Ask minorities if they agree. Ask them if they think those pictures signal an end to racism. You’ll often get a different answer. When minorities in America talk about racism, they use a much broader definition, one that means the kind of racial division that leads people to openly hate others but also includes a deeper, less directly obvious racial injustice.

I wasn’t sure how to explain this deeper racism until a Utah police officer recently provided the perfect example of what the REAL problem with racism is in this country.

What the video depicts is a police officer who grew frustrated with a nurse for enforcing hospital policy to the point that he literally dragged her out of the hospital and illegally arrested her. After watching this, I had a hunch what the response would be if the racial problem exists as I think it does, and a scan of people’s comments on various news sites confirmed exactly what I expected to see: the majority of people were calling for the officer to be disciplined.

They responded with comments like “I back police officers as much as anybody, but this guy needs to lose his badge,” and “There aren’t many bad cops, but this is one of them.” And they’re absolutely right.

You probably see where I’m going with this, but let’s talk about where race comes into this discussion. You and I know for a fact that every time a black person is shot by a police officer, regardless of the circumstances, and without variation, those exact same comment boards are filled with the exact same people insisting that if the person just obeyed the officer it wouldn’t have happened and that if the officer felt the use of force to be necessary than it must have been and that the person probably deserved it. Not only do they immediately decide the police officer was in the right, they start finding reasons to justify the killing. “Well, the suspect had been busted for marijuana possession 3 years before.” So he deserved to die? “Footage shows that he ran from the police.” So fleeing is now a crime worthy of the death penalty?

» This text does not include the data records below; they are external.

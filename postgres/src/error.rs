//! `sqlx` error classification.

use tripdesk_core::StoreError;

/// `unique_violation`
const UNIQUE_VIOLATION: &str = "23505";
/// `lock_not_available`, raised when `lock_timeout` elapses
const LOCK_NOT_AVAILABLE: &str = "55P03";
/// `query_canceled`, raised when `statement_timeout` elapses
const QUERY_CANCELED: &str = "57014";
/// `deadlock_detected`
const DEADLOCK_DETECTED: &str = "40P01";
/// `serialization_failure`
const SERIALIZATION_FAILURE: &str = "40001";
/// Class 23, integrity constraint violations
const INTEGRITY_CONSTRAINT_CLASS: &str = "23";
/// Class 08, connection exceptions
const CONNECTION_EXCEPTION_CLASS: &str = "08";

/// Map a SQLSTATE onto the storage taxonomy.
///
/// Lock timeouts, deadlocks and serialization failures are timeouts: the
/// transaction was rolled back and may be retried. Integrity violations
/// (class `23`) and unknown codes are bugs and are never retried.
fn classify_sqlstate(code: Option<&str>, constraint: Option<&str>, message: &str) -> StoreError {
    let constraint = constraint.unwrap_or("unknown").to_string();
    match code {
        Some(UNIQUE_VIOLATION) => StoreError::UniqueViolation { constraint },
        Some(
            LOCK_NOT_AVAILABLE | QUERY_CANCELED | DEADLOCK_DETECTED | SERIALIZATION_FAILURE,
        ) => StoreError::Timeout(message.to_string()),
        Some(code) if code.starts_with(INTEGRITY_CONSTRAINT_CLASS) => {
            StoreError::ConstraintViolation { constraint }
        }
        Some(code) if code.starts_with(CONNECTION_EXCEPTION_CLASS) => {
            StoreError::Unavailable(message.to_string())
        }
        _ => StoreError::Backend(message.to_string()),
    }
}

/// Map a `sqlx` error onto the storage taxonomy.
pub(crate) fn store_error(error: sqlx::Error) -> StoreError {
    let mapped = match &error {
        sqlx::Error::Database(db) => {
            classify_sqlstate(db.code().as_deref(), db.constraint(), db.message())
        }
        sqlx::Error::PoolTimedOut => {
            StoreError::Timeout("timed out acquiring a connection".to_string())
        }
        sqlx::Error::Io(_)
        | sqlx::Error::Tls(_)
        | sqlx::Error::PoolClosed
        | sqlx::Error::WorkerCrashed => StoreError::Unavailable(error.to_string()),
        sqlx::Error::ColumnDecode { .. }
        | sqlx::Error::Decode(_)
        | sqlx::Error::ColumnNotFound(_)
        | sqlx::Error::TypeNotFound { .. } => StoreError::Corrupt(error.to_string()),
        _ => StoreError::Backend(error.to_string()),
    };

    let kind = match &mapped {
        StoreError::Unavailable(_) => "unavailable",
        StoreError::Timeout(_) => "timeout",
        StoreError::UniqueViolation { .. } => "unique_violation",
        StoreError::ConstraintViolation { .. } => "constraint_violation",
        StoreError::Corrupt(_) => "corrupt",
        StoreError::Backend(_) => "backend",
    };
    metrics::counter!("store_errors_total", "kind" => kind).increment(1);
    tracing::debug!(kind, error = %error, "Storage error");
    mapped
}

The policeman in Utah was clearly in the wrong, but so was the policeman in Cleveland who pulled into a park, jumped out, and shot 12 year old Tamir Rice, who was carrying a toy gun… and then neglected to give Rice medical attention… and then lied about the shooting in his statement.

If you find yourself drawn to criticize the police officer for mishandling the situation with the nurse but have never once seen a police shooting video and felt compelled to question the officer, ask yourself – why do I do that? 

Minorities want to know the same thing. For them, the only answer they can think of is racism. Not an active hatred of a person, not the kind of racism that would keep you from helping someone of another race, but a mistrust for other races, denying them the benefit of the doubt and ultimately treating them with a warped sense of justice. Racism isn’t hatred – it’s unfairness. It’s treating somebody differently than you would treat a person of a different race. You can say “I’m not racist” because you don’t hate people of other races, but you can still be guilty of racism if you don’t afford them the same trust and rights (such as innocent until proven guilty) as you do people of your own race.

But most people don’t take the time to listen to the nuances of the discussion. Most want the comfortable, easily-packaged answer to racism they see in the Facebook post above. Do you care enough about your fellow man to ask the hard questions about deeper, underlying racism, or will you be content with the superficial, easy to digest answer? Your choice will go a long way toward either fixing the problem or furthering it.